• _Problem details_:
Take the lines below between the one holding "- Must permit" and the one holding "### Vehicle Classes (Section 25.0)", inclusive, and copy them exactly. Add nothing.

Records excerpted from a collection

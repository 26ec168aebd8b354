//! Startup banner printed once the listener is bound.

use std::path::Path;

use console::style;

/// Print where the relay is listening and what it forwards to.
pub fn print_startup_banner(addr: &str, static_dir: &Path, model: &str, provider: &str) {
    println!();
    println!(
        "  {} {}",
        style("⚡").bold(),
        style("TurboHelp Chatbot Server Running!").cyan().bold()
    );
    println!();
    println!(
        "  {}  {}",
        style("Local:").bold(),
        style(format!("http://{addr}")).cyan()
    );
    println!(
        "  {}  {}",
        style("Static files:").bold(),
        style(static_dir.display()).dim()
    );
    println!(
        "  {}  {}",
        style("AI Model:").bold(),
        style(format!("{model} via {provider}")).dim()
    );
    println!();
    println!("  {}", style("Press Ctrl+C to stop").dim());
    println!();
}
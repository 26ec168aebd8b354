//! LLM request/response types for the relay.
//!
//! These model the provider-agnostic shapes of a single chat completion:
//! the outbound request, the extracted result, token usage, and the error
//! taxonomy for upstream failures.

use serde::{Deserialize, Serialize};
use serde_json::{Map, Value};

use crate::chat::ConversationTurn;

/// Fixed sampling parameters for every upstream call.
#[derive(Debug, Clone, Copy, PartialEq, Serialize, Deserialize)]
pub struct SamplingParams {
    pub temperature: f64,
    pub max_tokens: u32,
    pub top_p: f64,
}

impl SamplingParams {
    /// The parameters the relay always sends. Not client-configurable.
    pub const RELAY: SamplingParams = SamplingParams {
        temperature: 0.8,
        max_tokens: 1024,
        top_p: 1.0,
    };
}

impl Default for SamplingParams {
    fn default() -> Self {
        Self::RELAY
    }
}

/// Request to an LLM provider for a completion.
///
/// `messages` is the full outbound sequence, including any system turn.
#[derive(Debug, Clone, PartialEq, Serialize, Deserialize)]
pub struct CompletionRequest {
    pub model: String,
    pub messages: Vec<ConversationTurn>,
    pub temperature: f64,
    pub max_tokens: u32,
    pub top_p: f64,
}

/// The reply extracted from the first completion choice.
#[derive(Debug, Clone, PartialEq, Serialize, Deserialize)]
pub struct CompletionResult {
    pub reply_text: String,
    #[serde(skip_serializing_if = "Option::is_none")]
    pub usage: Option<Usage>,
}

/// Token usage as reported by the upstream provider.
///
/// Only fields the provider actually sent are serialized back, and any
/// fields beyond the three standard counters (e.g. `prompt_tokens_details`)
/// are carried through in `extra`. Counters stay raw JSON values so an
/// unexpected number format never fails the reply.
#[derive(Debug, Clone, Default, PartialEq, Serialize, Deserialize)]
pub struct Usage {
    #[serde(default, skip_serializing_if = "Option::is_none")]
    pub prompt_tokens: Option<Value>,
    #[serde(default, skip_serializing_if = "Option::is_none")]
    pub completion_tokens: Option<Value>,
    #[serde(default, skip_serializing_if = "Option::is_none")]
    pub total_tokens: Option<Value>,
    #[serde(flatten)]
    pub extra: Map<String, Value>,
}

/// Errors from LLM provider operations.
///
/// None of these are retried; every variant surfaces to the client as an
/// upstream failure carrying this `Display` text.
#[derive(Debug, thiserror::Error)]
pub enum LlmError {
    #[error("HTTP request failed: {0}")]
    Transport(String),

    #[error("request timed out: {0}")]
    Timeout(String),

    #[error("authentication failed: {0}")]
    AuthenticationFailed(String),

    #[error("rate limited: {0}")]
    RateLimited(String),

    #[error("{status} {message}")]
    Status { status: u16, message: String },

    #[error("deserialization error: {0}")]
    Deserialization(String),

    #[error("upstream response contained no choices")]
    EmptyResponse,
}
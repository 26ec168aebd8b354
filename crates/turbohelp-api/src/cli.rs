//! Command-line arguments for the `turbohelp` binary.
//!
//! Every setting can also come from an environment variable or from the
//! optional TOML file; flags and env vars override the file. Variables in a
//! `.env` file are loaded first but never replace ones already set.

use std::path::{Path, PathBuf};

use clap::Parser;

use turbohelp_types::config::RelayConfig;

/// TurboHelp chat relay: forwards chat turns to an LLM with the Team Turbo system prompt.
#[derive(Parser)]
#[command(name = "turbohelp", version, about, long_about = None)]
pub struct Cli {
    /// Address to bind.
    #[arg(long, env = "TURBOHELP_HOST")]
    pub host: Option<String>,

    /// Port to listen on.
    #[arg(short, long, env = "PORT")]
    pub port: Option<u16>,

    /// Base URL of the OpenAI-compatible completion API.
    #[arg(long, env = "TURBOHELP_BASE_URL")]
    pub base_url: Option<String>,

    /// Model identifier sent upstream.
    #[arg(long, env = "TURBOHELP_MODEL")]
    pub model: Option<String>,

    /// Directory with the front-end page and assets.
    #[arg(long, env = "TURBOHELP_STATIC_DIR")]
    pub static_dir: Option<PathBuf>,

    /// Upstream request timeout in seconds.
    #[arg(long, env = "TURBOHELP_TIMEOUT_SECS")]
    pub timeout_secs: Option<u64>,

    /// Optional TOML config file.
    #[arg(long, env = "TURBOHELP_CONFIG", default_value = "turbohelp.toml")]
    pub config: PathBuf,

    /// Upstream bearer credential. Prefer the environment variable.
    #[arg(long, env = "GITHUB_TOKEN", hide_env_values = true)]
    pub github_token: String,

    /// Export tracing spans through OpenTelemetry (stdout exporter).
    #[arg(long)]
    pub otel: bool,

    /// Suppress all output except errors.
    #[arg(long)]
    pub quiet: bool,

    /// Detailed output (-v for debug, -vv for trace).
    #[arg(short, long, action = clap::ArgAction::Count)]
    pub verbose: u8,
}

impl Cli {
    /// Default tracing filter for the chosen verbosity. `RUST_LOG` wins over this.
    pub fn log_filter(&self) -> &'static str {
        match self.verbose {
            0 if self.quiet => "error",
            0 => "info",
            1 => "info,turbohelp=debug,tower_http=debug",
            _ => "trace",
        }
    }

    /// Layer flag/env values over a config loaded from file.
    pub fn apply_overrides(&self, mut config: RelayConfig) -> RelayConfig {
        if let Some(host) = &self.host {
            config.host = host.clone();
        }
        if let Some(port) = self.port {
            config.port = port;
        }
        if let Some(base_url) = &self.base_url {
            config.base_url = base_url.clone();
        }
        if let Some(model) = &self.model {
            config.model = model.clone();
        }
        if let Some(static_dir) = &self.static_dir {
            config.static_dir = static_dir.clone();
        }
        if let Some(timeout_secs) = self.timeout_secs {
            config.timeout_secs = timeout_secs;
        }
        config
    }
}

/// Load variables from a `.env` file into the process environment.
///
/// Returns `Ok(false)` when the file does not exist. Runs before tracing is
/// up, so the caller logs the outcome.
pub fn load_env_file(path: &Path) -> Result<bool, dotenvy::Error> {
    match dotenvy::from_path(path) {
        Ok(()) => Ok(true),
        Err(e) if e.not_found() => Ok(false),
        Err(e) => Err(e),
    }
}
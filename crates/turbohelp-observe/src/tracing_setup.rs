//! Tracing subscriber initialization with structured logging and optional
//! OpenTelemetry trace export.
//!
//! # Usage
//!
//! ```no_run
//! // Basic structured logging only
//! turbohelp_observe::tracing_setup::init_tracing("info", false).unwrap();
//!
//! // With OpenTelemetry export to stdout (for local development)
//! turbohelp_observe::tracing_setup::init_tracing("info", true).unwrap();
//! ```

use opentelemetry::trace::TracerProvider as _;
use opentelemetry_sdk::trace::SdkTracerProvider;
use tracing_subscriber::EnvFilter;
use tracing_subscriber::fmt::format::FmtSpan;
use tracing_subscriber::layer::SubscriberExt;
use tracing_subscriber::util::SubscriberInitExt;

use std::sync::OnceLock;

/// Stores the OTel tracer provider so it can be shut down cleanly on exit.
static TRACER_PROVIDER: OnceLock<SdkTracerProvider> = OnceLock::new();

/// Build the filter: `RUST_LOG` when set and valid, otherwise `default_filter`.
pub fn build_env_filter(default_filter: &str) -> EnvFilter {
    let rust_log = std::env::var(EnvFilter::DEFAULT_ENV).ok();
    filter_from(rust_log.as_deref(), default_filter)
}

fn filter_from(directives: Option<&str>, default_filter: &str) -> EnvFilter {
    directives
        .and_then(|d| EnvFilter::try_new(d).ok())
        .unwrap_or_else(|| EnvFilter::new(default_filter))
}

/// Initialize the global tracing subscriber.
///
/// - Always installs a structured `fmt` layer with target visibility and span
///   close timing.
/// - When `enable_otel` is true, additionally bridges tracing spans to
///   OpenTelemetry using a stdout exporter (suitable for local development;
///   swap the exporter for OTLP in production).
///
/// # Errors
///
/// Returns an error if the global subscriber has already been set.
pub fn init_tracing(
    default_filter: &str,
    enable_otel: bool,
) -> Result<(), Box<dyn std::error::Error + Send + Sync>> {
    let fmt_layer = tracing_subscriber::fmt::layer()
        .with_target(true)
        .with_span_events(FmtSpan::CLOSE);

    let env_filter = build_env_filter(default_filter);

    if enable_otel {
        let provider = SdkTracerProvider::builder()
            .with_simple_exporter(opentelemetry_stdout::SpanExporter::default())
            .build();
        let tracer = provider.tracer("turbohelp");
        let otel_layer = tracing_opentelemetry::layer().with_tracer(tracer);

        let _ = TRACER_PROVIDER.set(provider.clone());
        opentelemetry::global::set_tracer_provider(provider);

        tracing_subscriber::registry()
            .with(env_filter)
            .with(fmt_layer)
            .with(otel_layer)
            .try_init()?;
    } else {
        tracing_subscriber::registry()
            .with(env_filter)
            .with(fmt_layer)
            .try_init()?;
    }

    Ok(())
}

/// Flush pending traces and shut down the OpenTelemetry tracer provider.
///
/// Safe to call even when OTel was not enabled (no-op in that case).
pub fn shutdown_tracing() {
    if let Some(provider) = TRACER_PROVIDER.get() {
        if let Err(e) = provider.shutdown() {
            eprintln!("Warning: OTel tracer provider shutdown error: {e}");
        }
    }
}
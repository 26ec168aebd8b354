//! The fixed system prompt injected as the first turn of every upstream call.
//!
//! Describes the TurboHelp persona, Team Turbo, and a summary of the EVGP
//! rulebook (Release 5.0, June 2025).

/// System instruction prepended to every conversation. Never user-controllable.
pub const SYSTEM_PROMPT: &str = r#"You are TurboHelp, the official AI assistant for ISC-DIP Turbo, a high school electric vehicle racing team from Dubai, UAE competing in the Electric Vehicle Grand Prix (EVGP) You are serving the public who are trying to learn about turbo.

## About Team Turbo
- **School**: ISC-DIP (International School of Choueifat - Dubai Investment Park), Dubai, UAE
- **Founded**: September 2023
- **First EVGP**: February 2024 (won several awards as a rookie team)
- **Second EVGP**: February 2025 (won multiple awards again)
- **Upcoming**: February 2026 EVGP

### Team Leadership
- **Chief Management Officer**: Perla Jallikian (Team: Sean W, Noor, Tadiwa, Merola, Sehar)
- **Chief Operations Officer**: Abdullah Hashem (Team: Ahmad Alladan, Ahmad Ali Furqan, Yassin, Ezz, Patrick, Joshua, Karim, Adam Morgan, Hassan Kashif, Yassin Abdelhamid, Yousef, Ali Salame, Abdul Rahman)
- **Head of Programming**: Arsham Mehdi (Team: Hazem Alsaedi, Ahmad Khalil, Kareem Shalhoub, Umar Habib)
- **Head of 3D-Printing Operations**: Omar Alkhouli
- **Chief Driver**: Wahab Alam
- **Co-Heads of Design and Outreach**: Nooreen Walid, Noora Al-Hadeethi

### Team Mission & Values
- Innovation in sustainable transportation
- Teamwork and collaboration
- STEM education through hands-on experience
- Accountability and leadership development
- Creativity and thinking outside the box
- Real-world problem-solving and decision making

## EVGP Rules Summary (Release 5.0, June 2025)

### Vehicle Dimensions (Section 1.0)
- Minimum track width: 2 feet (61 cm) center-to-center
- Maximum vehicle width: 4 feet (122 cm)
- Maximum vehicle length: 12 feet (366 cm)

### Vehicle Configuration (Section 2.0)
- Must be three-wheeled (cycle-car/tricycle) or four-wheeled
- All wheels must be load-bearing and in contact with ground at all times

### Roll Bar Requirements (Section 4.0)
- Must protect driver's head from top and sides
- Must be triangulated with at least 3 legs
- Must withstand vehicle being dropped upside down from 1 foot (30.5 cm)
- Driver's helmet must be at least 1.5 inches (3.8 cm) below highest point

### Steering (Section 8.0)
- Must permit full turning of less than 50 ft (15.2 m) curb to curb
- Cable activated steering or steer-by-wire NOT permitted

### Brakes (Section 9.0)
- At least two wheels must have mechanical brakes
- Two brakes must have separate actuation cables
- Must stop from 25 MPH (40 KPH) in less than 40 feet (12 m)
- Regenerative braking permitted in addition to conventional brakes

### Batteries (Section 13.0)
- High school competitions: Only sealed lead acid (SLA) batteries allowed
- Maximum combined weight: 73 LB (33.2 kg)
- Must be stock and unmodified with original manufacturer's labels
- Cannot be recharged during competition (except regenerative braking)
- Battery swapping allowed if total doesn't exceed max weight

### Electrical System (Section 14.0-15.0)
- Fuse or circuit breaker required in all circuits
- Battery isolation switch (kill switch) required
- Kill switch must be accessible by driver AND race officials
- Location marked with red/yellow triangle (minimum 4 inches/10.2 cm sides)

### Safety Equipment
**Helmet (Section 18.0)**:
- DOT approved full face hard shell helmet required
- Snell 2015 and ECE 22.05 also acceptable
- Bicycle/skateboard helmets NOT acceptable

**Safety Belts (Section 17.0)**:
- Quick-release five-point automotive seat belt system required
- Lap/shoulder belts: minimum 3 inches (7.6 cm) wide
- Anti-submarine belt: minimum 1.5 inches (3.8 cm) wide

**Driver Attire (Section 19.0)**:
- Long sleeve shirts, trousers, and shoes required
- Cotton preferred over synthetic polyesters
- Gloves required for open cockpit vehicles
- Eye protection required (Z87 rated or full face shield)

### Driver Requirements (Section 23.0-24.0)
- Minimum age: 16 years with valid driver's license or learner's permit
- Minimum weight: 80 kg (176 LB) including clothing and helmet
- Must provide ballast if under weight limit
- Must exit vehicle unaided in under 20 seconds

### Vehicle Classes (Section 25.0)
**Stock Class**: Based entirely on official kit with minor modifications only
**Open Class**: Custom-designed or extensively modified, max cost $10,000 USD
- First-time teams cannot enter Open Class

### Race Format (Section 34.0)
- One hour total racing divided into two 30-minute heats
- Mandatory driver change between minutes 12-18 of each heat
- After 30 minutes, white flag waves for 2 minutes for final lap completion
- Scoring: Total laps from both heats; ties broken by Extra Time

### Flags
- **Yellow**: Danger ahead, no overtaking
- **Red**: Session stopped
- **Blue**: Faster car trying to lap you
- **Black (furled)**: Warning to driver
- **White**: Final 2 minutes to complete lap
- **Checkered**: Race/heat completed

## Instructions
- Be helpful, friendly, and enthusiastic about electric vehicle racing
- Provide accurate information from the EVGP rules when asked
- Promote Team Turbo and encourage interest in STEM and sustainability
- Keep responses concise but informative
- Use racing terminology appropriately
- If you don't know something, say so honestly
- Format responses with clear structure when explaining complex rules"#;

• _Result_:
- Must permit full turning of less than 50 ft (15.2 m) curb to curb
- Cable activated steering or steer-by-wire NOT permitted

### Brakes (Section 9.0)
- At least two wheels must have mechanical brakes
- Two brakes must have separate actuation cables
- Must stop from 25 MPH (40 KPH) in less than 40 feet (12 m)
- Regenerative braking permitted in addition to conventional brakes

### Batteries (Section 13.0)
- High school competitions: Only sealed lead acid (SLA) batteries allowed
- Maximum combined weight: 73 LB (33.2 kg)
- Must be stock and unmodified with original manufacturer's labels
- Cannot be recharged during competition (except regenerative braking)
- Battery swapping allowed if total doesn't exceed max weight

### Electrical System (Section 14.0-15.0)
- Fuse or circuit breaker required in all circuits
- Battery isolation switch (kill switch) required
- Kill switch must be accessible by driver AND race officials
- Location marked with red/yellow triangle (minimum 4 inches/10.2 cm sides)

### Safety Equipment
**Helmet (Section 18.0)**:
- DOT approved full face hard shell helmet required
- Snell 2015 and ECE 22.05 also acceptable
- Bicycle/skateboard helmets NOT acceptable

**Safety Belts (Section 17.0)**:
- Quick-release five-point automotive seat belt system required
- Lap/shoulder belts: minimum 3 inches (7.6 cm) wide
- Anti-submarine belt: minimum 1.5 inches (3.8 cm) wide

**Driver Attire (Section 19.0)**:
- Long sleeve shirts, trousers, and shoes required
- Cotton preferred over synthetic polyesters
- Gloves required for open cockpit vehicles
- Eye protection required (Z87 rated or full face shield)

### Driver Requirements (Section 23.0-24.0)
- Minimum age: 16 years with valid driver's license or learner's permit
- Minimum weight: 80 kg (176 LB) including clothing and helmet
- Must provide ballast if under weight limit
- Must exit vehicle unaided in under 20 seconds

### Vehicle Classes (Section 25.0)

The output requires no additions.